[PROVIDED INFORMATION]
• • • • • • •

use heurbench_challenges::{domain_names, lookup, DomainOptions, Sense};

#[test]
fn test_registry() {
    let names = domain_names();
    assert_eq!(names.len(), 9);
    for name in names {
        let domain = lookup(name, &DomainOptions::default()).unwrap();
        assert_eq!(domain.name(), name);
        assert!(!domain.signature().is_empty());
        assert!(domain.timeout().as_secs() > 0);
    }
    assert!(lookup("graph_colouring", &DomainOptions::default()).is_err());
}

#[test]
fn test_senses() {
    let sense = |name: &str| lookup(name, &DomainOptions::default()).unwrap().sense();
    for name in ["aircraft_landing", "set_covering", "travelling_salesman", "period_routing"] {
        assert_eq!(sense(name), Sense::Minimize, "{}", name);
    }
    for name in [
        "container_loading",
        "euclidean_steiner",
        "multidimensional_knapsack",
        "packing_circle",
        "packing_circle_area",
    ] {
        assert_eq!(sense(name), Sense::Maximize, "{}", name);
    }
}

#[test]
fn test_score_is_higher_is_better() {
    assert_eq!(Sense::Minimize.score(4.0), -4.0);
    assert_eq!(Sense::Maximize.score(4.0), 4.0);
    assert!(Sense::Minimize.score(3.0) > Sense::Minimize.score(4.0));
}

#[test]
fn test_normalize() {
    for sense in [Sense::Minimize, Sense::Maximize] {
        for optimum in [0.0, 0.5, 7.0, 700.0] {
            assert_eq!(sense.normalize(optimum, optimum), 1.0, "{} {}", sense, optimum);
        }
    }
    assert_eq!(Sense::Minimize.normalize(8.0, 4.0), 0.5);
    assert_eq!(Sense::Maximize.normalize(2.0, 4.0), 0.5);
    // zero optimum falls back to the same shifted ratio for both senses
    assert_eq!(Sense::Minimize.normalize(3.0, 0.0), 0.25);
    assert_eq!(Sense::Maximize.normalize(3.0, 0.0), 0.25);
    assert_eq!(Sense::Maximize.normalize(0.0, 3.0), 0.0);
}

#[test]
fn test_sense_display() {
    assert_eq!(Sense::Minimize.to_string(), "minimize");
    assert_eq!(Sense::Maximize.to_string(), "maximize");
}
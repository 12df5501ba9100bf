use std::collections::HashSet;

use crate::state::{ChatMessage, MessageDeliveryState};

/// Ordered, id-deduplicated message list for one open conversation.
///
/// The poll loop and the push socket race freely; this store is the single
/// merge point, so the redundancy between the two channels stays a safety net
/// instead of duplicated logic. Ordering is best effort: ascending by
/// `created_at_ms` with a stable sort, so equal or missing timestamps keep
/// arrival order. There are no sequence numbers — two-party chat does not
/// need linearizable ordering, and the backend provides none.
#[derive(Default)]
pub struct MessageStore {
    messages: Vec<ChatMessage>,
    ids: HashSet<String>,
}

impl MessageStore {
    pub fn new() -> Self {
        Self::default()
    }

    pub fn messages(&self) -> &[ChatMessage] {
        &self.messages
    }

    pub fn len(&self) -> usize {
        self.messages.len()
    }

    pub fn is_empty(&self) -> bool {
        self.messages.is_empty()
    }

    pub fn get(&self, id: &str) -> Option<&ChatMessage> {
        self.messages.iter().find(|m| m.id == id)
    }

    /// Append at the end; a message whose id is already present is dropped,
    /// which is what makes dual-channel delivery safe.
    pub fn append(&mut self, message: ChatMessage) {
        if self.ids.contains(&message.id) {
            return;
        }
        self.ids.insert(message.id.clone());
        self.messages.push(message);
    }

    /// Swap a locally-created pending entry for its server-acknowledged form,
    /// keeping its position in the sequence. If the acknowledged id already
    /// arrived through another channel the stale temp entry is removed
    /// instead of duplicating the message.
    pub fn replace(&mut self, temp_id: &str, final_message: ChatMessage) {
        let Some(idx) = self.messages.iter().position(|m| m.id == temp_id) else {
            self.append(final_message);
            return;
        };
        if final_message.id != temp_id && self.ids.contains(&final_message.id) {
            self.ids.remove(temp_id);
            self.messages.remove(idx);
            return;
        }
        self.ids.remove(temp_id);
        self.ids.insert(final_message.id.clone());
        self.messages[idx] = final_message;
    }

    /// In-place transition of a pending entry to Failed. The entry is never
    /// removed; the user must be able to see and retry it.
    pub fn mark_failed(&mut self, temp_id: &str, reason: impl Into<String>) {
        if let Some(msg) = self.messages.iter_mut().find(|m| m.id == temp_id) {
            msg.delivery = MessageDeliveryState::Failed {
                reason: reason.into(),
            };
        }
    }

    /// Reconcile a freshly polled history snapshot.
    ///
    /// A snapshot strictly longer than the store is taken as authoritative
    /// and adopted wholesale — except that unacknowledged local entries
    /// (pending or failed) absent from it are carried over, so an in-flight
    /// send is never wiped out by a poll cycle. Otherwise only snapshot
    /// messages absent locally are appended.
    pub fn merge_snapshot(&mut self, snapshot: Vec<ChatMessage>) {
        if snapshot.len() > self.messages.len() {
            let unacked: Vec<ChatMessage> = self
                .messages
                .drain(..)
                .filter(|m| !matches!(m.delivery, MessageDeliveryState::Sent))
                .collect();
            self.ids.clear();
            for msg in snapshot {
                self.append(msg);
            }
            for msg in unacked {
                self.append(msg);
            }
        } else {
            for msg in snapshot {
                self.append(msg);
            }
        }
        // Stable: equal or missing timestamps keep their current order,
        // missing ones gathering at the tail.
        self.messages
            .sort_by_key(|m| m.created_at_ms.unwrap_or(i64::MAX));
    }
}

• • • • • • •

[INSTRUCTIONS FOR THE TASK] Filter the records above, keeping each line that contains the word "removed".

[ANSWER TO THE PROBLEM]
    /// arrived through another channel the stale temp entry is removed
    /// removed; the user must be able to see and retry it.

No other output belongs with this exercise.